Documents submitted to Adobe Sign that contain Liquid, require using Liquid’s Raw filter to wrap your Adobe Sign tags. The Liquid used in Onit template documents has the same syntax as Adobe Sign’s tags, therefore you must let Liquid know to ignore the Adobe Sign tags in the document. If you do not wrap your Adobe Sign tags in a Liquid Raw filter, Liquid will try to interpret the Adobe Sign tags in your document and you will get errors.

Using the Liquid Raw filter is very easy: you must place {% raw %} and {% endraw %} around your Adobe Sign tags and that’s it. In the example below, the Liquid Raw filter (1) wraps the Adobe Sign tag for signer one’s signature block (2):

Adobe Sign Text Tags

In order to request signatures in your document you will must use Adobe Sign’s text tags. In addition to signatures you can create checkboxes, radio buttons, an insert images using text tags. Text tags can also be made read-only or required. Below is a list of useful text tags:

Note: If you do not insert signature text tags into your document the signature field will automatically be placed at the bottom of your document.

Switching to Production

It is highly recommended you test your Adobe Sign integration with an Adobe developer account in a non-production environment. Using an Adobe developer account ensures you will not be charged while testing.

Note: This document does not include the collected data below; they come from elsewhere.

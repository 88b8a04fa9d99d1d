//! Starting GUI tools as detached processes.
//!
//! Launching is fire-and-forget: [`TokioSpawner`] starts the process, hands back
//! immediately and logs the exit code from a background task whenever the tool
//! is closed. Callers that want the exit code can await [`SpawnedTool::exit`].

use crate::metrics::Metrics;
use crate::services::tool_locator::{LaunchError, ToolTarget};
use std::process::Stdio;
use std::sync::Arc;
use tokio::process::Command;
use tokio::sync::oneshot;

/// Handle to a started tool.
#[derive(Debug)]
pub struct SpawnedTool {
    pub pid: Option<u32>,
    /// Resolves with the exit code (`None` if killed by a signal or the wait failed).
    pub exit: Option<oneshot::Receiver<Option<i32>>>,
}

impl SpawnedTool {
    /// A handle without exit notification.
    pub fn detached(pid: Option<u32>) -> Self {
        Self { pid, exit: None }
    }

    /// Wait for the tool to exit, if the spawner reports exits.
    pub async fn wait(self) -> Option<i32> {
        match self.exit {
            Some(rx) => rx.await.ok().flatten(),
            None => None,
        }
    }
}

/// Starts a validated [`ToolTarget`].
#[cfg_attr(test, mockall::automock)]
pub trait ProcessSpawner {
    fn spawn(&self, target: &ToolTarget) -> Result<SpawnedTool, LaunchError>;
}

/// Spawner shared between the controller and its callers.
pub type SharedSpawner = Arc<dyn ProcessSpawner + Send + Sync>;

/// Spawner backed by `tokio::process`. Must be used inside a tokio runtime.
#[derive(Debug, Clone, Default)]
pub struct TokioSpawner {
    metrics: Option<Arc<Metrics>>,
}

impl TokioSpawner {
    pub fn new() -> Self {
        Self::default()
    }

    pub fn with_metrics(metrics: Arc<Metrics>) -> Self {
        Self {
            metrics: Some(metrics),
        }
    }
}

impl ProcessSpawner for TokioSpawner {
    fn spawn(&self, target: &ToolTarget) -> Result<SpawnedTool, LaunchError> {
        let tool = target.tool;
        tracing::info!("Launching {}: {} {:?}", tool, target.executable, target.args);

        let mut child = Command::new(target.executable.as_std_path())
            .args(&target.args)
            .stdin(Stdio::null())
            .stdout(Stdio::null())
            .stderr(Stdio::null())
            .spawn()
            .map_err(|source| LaunchError::Spawn { tool, source })?;

        let pid = child.id();
        let (exit_tx, exit_rx) = oneshot::channel();
        let metrics = self.metrics.clone();

        tokio::spawn(async move {
            let code = match child.wait().await {
                Ok(status) => status.code(),
                Err(e) => {
                    tracing::warn!("Failed to wait for {}: {}", tool, e);
                    None
                }
            };
            match code {
                Some(code) => tracing::info!("{} child process exited with code {}", tool, code),
                None => tracing::info!("{} child process exited without exit code", tool),
            }
            if let Some(metrics) = metrics {
                metrics.record_tool_exited();
            }
            // Nobody listening is fine: launches are fire-and-forget.
            let _ = exit_tx.send(code);
        });

        Ok(SpawnedTool {
            pid,
            exit: Some(exit_rx),
        })
    }
}
//! Qt documentation lookup.

use crate::services::cmake_cache::QtVersionFamily;

const DOC_BASE_URL: &str = "https://doc.qt.io";

/// Documentation page for a class or topic, e.g. `QString` → `.../qstring.html`.
///
/// Defaults to the Qt 5 docs when the version family is unknown.
pub fn help_url(term: &str, family: Option<QtVersionFamily>) -> String {
    let major = family.unwrap_or(QtVersionFamily::Qt5).major();
    format!(
        "{}/qt-{}/{}.html",
        DOC_BASE_URL,
        major,
        term.trim().to_lowercase()
    )
}

#[cfg(test)]
mod tests {
    use super::*;

    #[test]
    fn test_help_url_lowercases_term() {
        assert_eq!(
            help_url("QString", None),
            "https://doc.qt.io/qt-5/qstring.html"
        );
    }

    #[test]
    fn test_help_url_qt6() {
        assert_eq!(
            help_url(" QWidget ", Some(QtVersionFamily::Qt6)),
            "https://doc.qt.io/qt-6/qwidget.html"
        );
    }
}
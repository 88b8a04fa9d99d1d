//! qttools - locate the Qt SDK of a CMake workspace and launch its GUI tools.
//!
//! Main entry point for the command-line application.
//!
//! # Execution Flow
//!
//! 1. Parse arguments (workspace, config dir, subcommand)
//! 2. Load `qttools.yaml` to find the log directory and debug flag
//! 3. Initialize logging → <config dir>/logs/qttools.<date>
//! 4. Create a current-thread tokio runtime
//! 5. Create the ToolsController and run the subcommand
//! 6. Log the metrics summary

use anyhow::{Context, Result};
use camino::Utf8PathBuf;
use clap::Parser;
use qttools::cli::{self, Cli};
use qttools::logging::{self, LOG_PREFIX, LogOptions};
use qttools::{APP_NAME, ConfigManager, ToolsController, VERSION};
use std::process::ExitCode;

fn main() -> ExitCode {
    let cli = Cli::parse();

    match run(cli) {
        Ok(()) => ExitCode::SUCCESS,
        Err(e) => {
            tracing::error!("{:#}", e);
            eprintln!("Error: {:#}", e);
            ExitCode::FAILURE
        }
    }
}

fn run(cli: Cli) -> Result<()> {
    let workspace = cli.workspace_dir()?;
    let config_manager = ConfigManager::new(cli.config_dir_for(&workspace))?;
    let config = config_manager.load_config()?;

    let log_dir = {
        let dir = Utf8PathBuf::from(&config.log_directory);
        if dir.is_absolute() {
            dir
        } else {
            config_manager.config_dir().join(dir)
        }
    };
    let _guard = logging::setup_logging(&LogOptions {
        log_dir: &log_dir,
        log_prefix: LOG_PREFIX,
        debug_mode: cli.debug || config.debug_mode,
        console_output: !cli.no_console,
        json: cli.log_json || config.log_json,
    })?;

    tracing::info!("Starting {} v{} in {}", APP_NAME, VERSION, workspace);

    // Resolution is strictly sequential, a single thread is all it needs
    let runtime = tokio::runtime::Builder::new_current_thread()
        .enable_all()
        .build()
        .context("Failed to create tokio runtime")?;

    let controller = ToolsController::new(config_manager, cli.controller_options(workspace));
    let result = runtime.block_on(cli::run(&controller, &cli.command));

    controller.metrics().log_summary();
    tracing::info!("Shutdown complete");

    result
}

Once you are ready to switch your Adobe Sign integration to production, consider the following things:

  • You must exhaustively test to ensure email bounces are treated correctly. Failure to do so may lead to significant problems in production.
  • Moving your App to production should consist of changing the developer account values we entered in steps 17 and 22 to be your production Adobe account values.

Important: Remember that you must have an Enterprise level Adobe Sign account for this integration to work. You can review plans here.